The fresh air had rushed into the room through the opening of the shutter, the broad flames streamed out of the window, but still Nebsecht was alive, for his groans could be heard through the smoke. Once more Kaschta rushed towards the window, the bystanders could see that the ceiling of the room was about to fail, and called out to warn him, but he was already astride the sill.
“I signed myself his slave with my blood,” he cried, “Twice he has saved my child, and now I will pay my debt,” and he disappeared into the burning room.
He soon reappeared with Nebsecht in his arms, whose robe was already scorched by the flames. He could be seen approaching the window with his heavy burden; a hundred soldiers, and with them Pentaur, pressed forward to help him, and took the senseless leech out of the arms of the soldier, who lifted him over the window sill.
Kaschta was on the point of following him, but before he could swing himself over, the beams above gave way and fell, burying the brave son of the paraschites.
Pentaur had his insensible friend carried to his tent, and helped the physicians to bind up his burns.
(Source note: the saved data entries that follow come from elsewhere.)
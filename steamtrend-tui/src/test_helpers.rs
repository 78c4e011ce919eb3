//! Test helpers for building dashboards without a network.

use std::collections::BTreeMap;

use chrono::NaiveDate;
use steamtrend_core::{classify, AlignedTable, SeriesColumn, TierThresholds};
use steamtrend_runner::{compute_dataset_hash, Dashboard};

/// Twelve months, one column per tier plus one below every threshold.
pub fn sample_dashboard() -> Dashboard {
    let axis: Vec<NaiveDate> = (2..=13)
        .map(|m| {
            let (y, m) = if m > 12 { (2024, m - 12) } else { (2023, m) };
            NaiveDate::from_ymd_opt(y, m, 1).unwrap().pred_opt().unwrap()
        })
        .collect();

    let column = |label: &str, level: f64| SeriesColumn {
        label: label.to_string(),
        values: (0..12)
            .map(|i| (i >= 4).then(|| (level * (1.0 + i as f64 / 20.0)).round()))
            .collect(),
    };

    let table = AlignedTable::new(
        axis,
        vec![
            column("Dota 2", 600_000.0),
            column("Team Fortress 2", 60_000.0),
            column("Left 4 Dead 2", 6_000.0),
            column("Portal", 600.0),
            column("Ghost Town", 10.0),
        ],
    )
    .unwrap();

    let thresholds = TierThresholds::default();
    let tiers = classify(&table, &thresholds);
    Dashboard {
        dataset_hash: compute_dataset_hash(&table),
        sources: BTreeMap::new(),
        skipped: Vec::new(),
        table,
        tiers,
        thresholds,
    }
}
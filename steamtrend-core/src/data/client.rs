//! Blocking HTTP client shared by every Steam endpoint.
//!
//! One synchronous GET per call, default client timeouts, no retries. A
//! non-200 status or a transport failure is logged and surfaces as `None`;
//! callers turn that into an empty result.

use std::collections::BTreeMap;

use reqwest::header::{HeaderMap, HeaderName, HeaderValue};
use tracing::{info, warn};
use url::Url;

use super::catalog::Catalog;
use super::provider::{DataError, MarketItem, SteamSource};
use crate::config::{Endpoints, MarketConfig, TrackerConfig};
use crate::series::{AppId, TimeSeriesPoint};

const USER_AGENT: &str =
    "Mozilla/5.0 (Windows NT 10.0; Win64; x64; rv:109.0) Gecko/20100101 Firefox/112.0";

const CONSENT_COOKIE: &str = "dnsDisplayed=undefined; ccpaApplies=false; signedLspa=undefined; \
     _sp_su=false; consentUUID=a3cebe9b-a750-4c4b-954f-6d8b70486a82_18; \
     ccpaUUID=28a04786-458e-444d-bd1b-ad50e8352e05";

pub(crate) const ACCEPT_JSON: &str = "application/json, text/javascript, */*; q=0.01";
pub(crate) const ACCEPT_ANY: &str = "*/*";

/// Header set that makes requests look like the site's own XHR calls.
pub(crate) fn browser_headers(accept: &'static str, referer: &str) -> HeaderMap {
    let mut headers = HeaderMap::new();
    headers.insert(reqwest::header::ACCEPT, HeaderValue::from_static(accept));
    headers.insert(
        reqwest::header::ACCEPT_LANGUAGE,
        HeaderValue::from_static("it-IT,it;q=0.8,en-US;q=0.5,en;q=0.3"),
    );
    headers.insert(
        HeaderName::from_static("x-requested-with"),
        HeaderValue::from_static("XMLHttpRequest"),
    );
    headers.insert(reqwest::header::COOKIE, HeaderValue::from_static(CONSENT_COOKIE));
    headers.insert(
        HeaderName::from_static("sec-fetch-dest"),
        HeaderValue::from_static("empty"),
    );
    headers.insert(
        HeaderName::from_static("sec-fetch-mode"),
        HeaderValue::from_static("cors"),
    );
    headers.insert(
        HeaderName::from_static("sec-fetch-site"),
        HeaderValue::from_static("same-origin"),
    );
    match HeaderValue::from_str(referer) {
        Ok(value) => {
            headers.insert(reqwest::header::REFERER, value);
        }
        Err(e) => warn!(referer, error = %e, "dropping unencodable referer header"),
    }
    headers
}

/// Steam data source backed by live HTTP requests.
pub struct SteamClient {
    client: reqwest::blocking::Client,
    endpoints: Endpoints,
    page_size: u32,
}

impl SteamClient {
    pub fn new(endpoints: Endpoints) -> Result<Self, DataError> {
        let client = reqwest::blocking::Client::builder()
            .user_agent(USER_AGENT)
            .build()
            .map_err(|e| DataError::Other(format!("failed to build HTTP client: {e}")))?;
        Ok(Self {
            client,
            endpoints,
            page_size: MarketConfig::default().page_size,
        })
    }

    /// Build a client from a full tracker configuration.
    pub fn from_config(config: &TrackerConfig) -> Result<Self, DataError> {
        Ok(Self::new(config.endpoints.clone())?.with_page_size(config.market.page_size))
    }

    /// Results requested per market search page.
    pub fn with_page_size(mut self, page_size: u32) -> Self {
        self.page_size = page_size.max(1);
        self
    }

    pub fn endpoints(&self) -> &Endpoints {
        &self.endpoints
    }

    pub fn page_size(&self) -> u32 {
        self.page_size
    }

    /// Append percent-encoded path segments to a configured base URL.
    ///
    /// An empty final segment produces a trailing slash.
    pub(crate) fn endpoint(&self, base: &str, segments: &[&str]) -> Result<Url, DataError> {
        let mut url = Url::parse(base).map_err(|e| DataError::InvalidUrl(format!("{base}: {e}")))?;
        url.path_segments_mut()
            .map_err(|_| DataError::InvalidUrl(format!("{base}: cannot be a base")))?
            .pop_if_empty()
            .extend(segments);
        Ok(url)
    }

    /// GET `url` and return the body of a 200 response.
    pub(crate) fn get_text(&self, url: &Url, headers: Option<HeaderMap>) -> Option<String> {
        info!(%url, "GET");
        let mut request = self.client.get(url.clone());
        if let Some(headers) = headers {
            request = request.headers(headers);
        }

        let response = match request.send() {
            Ok(response) => response,
            Err(e) => {
                warn!(%url, error = %e, "request failed");
                return None;
            }
        };

        let status = response.status();
        let body = match response.text() {
            Ok(body) => body,
            Err(e) => {
                warn!(%url, %status, error = %e, "failed to read response body");
                return None;
            }
        };

        if status != reqwest::StatusCode::OK {
            warn!(%url, %status, body = %body, "non-200 response");
            return None;
        }
        Some(body)
    }
}

impl SteamSource for SteamClient {
    fn name(&self) -> &str {
        "steam"
    }

    fn fetch_player_history(&self, app_id: AppId) -> Result<Vec<TimeSeriesPoint>, DataError> {
        self.player_history(app_id)
    }

    fn fetch_item_price_history(
        &self,
        item_name: &str,
        app_id: AppId,
    ) -> Result<Option<String>, DataError> {
        self.item_price_history_raw(item_name, app_id)
    }

    fn fetch_catalog(&self) -> Result<Catalog, DataError> {
        self.app_catalog()
    }

    fn fetch_all_items_for_game(
        &self,
        app_id: AppId,
    ) -> Result<BTreeMap<String, MarketItem>, DataError> {
        self.market_items(app_id)
    }
}

#[cfg(test)]
mod tests {
    use super::*;

    #[test]
    fn browser_headers_carry_referer_and_cookie() {
        let headers = browser_headers(ACCEPT_JSON, "https://steamcharts.com/app/570");
        assert_eq!(
            headers.get(reqwest::header::REFERER).unwrap(),
            "https://steamcharts.com/app/570"
        );
        assert!(headers
            .get(reqwest::header::COOKIE)
            .unwrap()
            .to_str()
            .unwrap()
            .contains("consentUUID="));
        assert_eq!(headers.get("x-requested-with").unwrap(), "XMLHttpRequest");
    }

    #[test]
    fn endpoint_appends_encoded_segments() {
        let client = SteamClient::new(Endpoints::default()).unwrap();
        let url = client
            .endpoint("https://steamcommunity.com", &["market", "listings", "730", "Chroma 2 Case"])
            .unwrap();
        assert_eq!(
            url.as_str(),
            "https://steamcommunity.com/market/listings/730/Chroma%202%20Case"
        );

        let url = client
            .endpoint("http://localhost:8080/mirror/", &["app", "570", "chart-data.json"])
            .unwrap();
        assert_eq!(url.as_str(), "http://localhost:8080/mirror/app/570/chart-data.json");
    }

    #[test]
    fn trailing_empty_segment_keeps_slash() {
        let client = SteamClient::new(Endpoints::default()).unwrap();
        let url = client
            .endpoint("http://api.steampowered.com", &["ISteamApps", "GetAppList", "v0002", ""])
            .unwrap();
        assert_eq!(url.as_str(), "http://api.steampowered.com/ISteamApps/GetAppList/v0002/");
    }

    #[test]
    fn bad_base_url_is_reported() {
        let client = SteamClient::new(Endpoints::default()).unwrap();
        assert!(matches!(
            client.endpoint("not a url", &["x"]),
            Err(DataError::InvalidUrl(_))
        ));
    }
}
//! Data source trait and structured error types.
//!
//! The `SteamSource` trait abstracts over the remote endpoints so the runner
//! can be driven by the live `SteamClient` or by a test double. The cache layer
//! sits above this trait; sources don't know about the cache.

use std::collections::BTreeMap;

use serde::{Deserialize, Serialize};
use thiserror::Error;

use super::catalog::Catalog;
use crate::series::{AppId, TimeSeriesPoint};

/// Structured error types for data operations.
///
/// Non-200 responses are not errors: sources log them and return an empty
/// result. These variants cover payloads that cannot be understood and local
/// cache failures.
#[derive(Debug, Error)]
pub enum DataError {
    #[error("response format changed: {0}")]
    ResponseFormatChanged(String),

    #[error("invalid request url: {0}")]
    InvalidUrl(String),

    #[error("cache error: {0}")]
    CacheError(String),

    #[error("no cached data for '{key}'")]
    NoCachedData { key: String },

    #[error("data error: {0}")]
    Other(String),
}

/// Where a series came from on this run.
#[derive(Debug, Clone, Copy, PartialEq, Eq, Serialize, Deserialize)]
pub enum DataSource {
    Cache,
    Network,
}

/// A marketplace item as listed by the search endpoint.
#[derive(Debug, Clone, PartialEq, Serialize, Deserialize)]
pub struct MarketItem {
    pub name: String,
    /// Lowest sell price in currency units (the endpoint reports cents).
    pub price: f64,
    pub listing_count: u64,
}

/// The remote endpoints this tool reads from.
pub trait SteamSource {
    /// Human-readable name of this source.
    fn name(&self) -> &str;

    /// Monthly-ish player counts for a game. Empty when the endpoint refuses.
    fn fetch_player_history(&self, app_id: AppId) -> Result<Vec<TimeSeriesPoint>, DataError>;

    /// Raw embedded price-history literal from an item's listing page.
    ///
    /// `None` when the page could not be fetched.
    fn fetch_item_price_history(
        &self,
        item_name: &str,
        app_id: AppId,
    ) -> Result<Option<String>, DataError>;

    /// Full application catalog. Empty when the endpoint refuses.
    fn fetch_catalog(&self) -> Result<Catalog, DataError>;

    /// Every marketplace item for a game keyed by hash name.
    fn fetch_all_items_for_game(
        &self,
        app_id: AppId,
    ) -> Result<BTreeMap<String, MarketItem>, DataError>;
}

/// Progress callback for multi-entity loads.
pub trait DownloadProgress {
    /// Called when starting to load an entity.
    fn on_start(&self, key: &str, index: usize, total: usize);

    /// Called when an entity load completes.
    fn on_complete(&self, key: &str, index: usize, total: usize, outcome: LoadOutcome);

    /// Called when the entire batch is done.
    fn on_batch_complete(&self, loaded: usize, skipped: usize, total: usize);
}

/// Per-entity result reported to `DownloadProgress`.
#[derive(Debug, Clone, Copy, PartialEq, Eq)]
pub enum LoadOutcome {
    Loaded { source: DataSource, points: usize },
    Empty,
}

/// Simple progress reporter that prints to stdout.
pub struct StdoutProgress;

impl DownloadProgress for StdoutProgress {
    fn on_start(&self, key: &str, index: usize, total: usize) {
        println!("[{}/{}] Loading {key}...", index + 1, total);
    }

    fn on_complete(&self, key: &str, _index: usize, _total: usize, outcome: LoadOutcome) {
        match outcome {
            LoadOutcome::Loaded {
                source: DataSource::Cache,
                points,
            } => println!("  cached: {key} ({points} points)"),
            LoadOutcome::Loaded {
                source: DataSource::Network,
                points,
            } => println!("  fetched: {key} ({points} points)"),
            LoadOutcome::Empty => println!("  empty: {key}"),
        }
    }

    fn on_batch_complete(&self, loaded: usize, skipped: usize, total: usize) {
        println!("\nLoad complete: {loaded}/{total} loaded, {skipped} empty");
    }
}

/// Progress reporter that discards everything.
pub struct SilentProgress;

impl DownloadProgress for SilentProgress {
    fn on_start(&self, _key: &str, _index: usize, _total: usize) {}
    fn on_complete(&self, _key: &str, _index: usize, _total: usize, _outcome: LoadOutcome) {}
    fn on_batch_complete(&self, _loaded: usize, _skipped: usize, _total: usize) {}
}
When the cry of fire had been first raised, Pentaur was sitting in earnest conversation with the high-priest; he had learned that he was not the son of a gardener, but a descendant of one of the noblest families in the land. The foundations of life seemed to be subverted under his feet, Ameni’s revelation lifted him out of the dust and set him on the marble floor of a palace; and yet Pentaur was neither excessively surprised nor inordinately rejoiced; he was so well used to find his joys and sufferings depend on the man within him, and not on the circumstances without.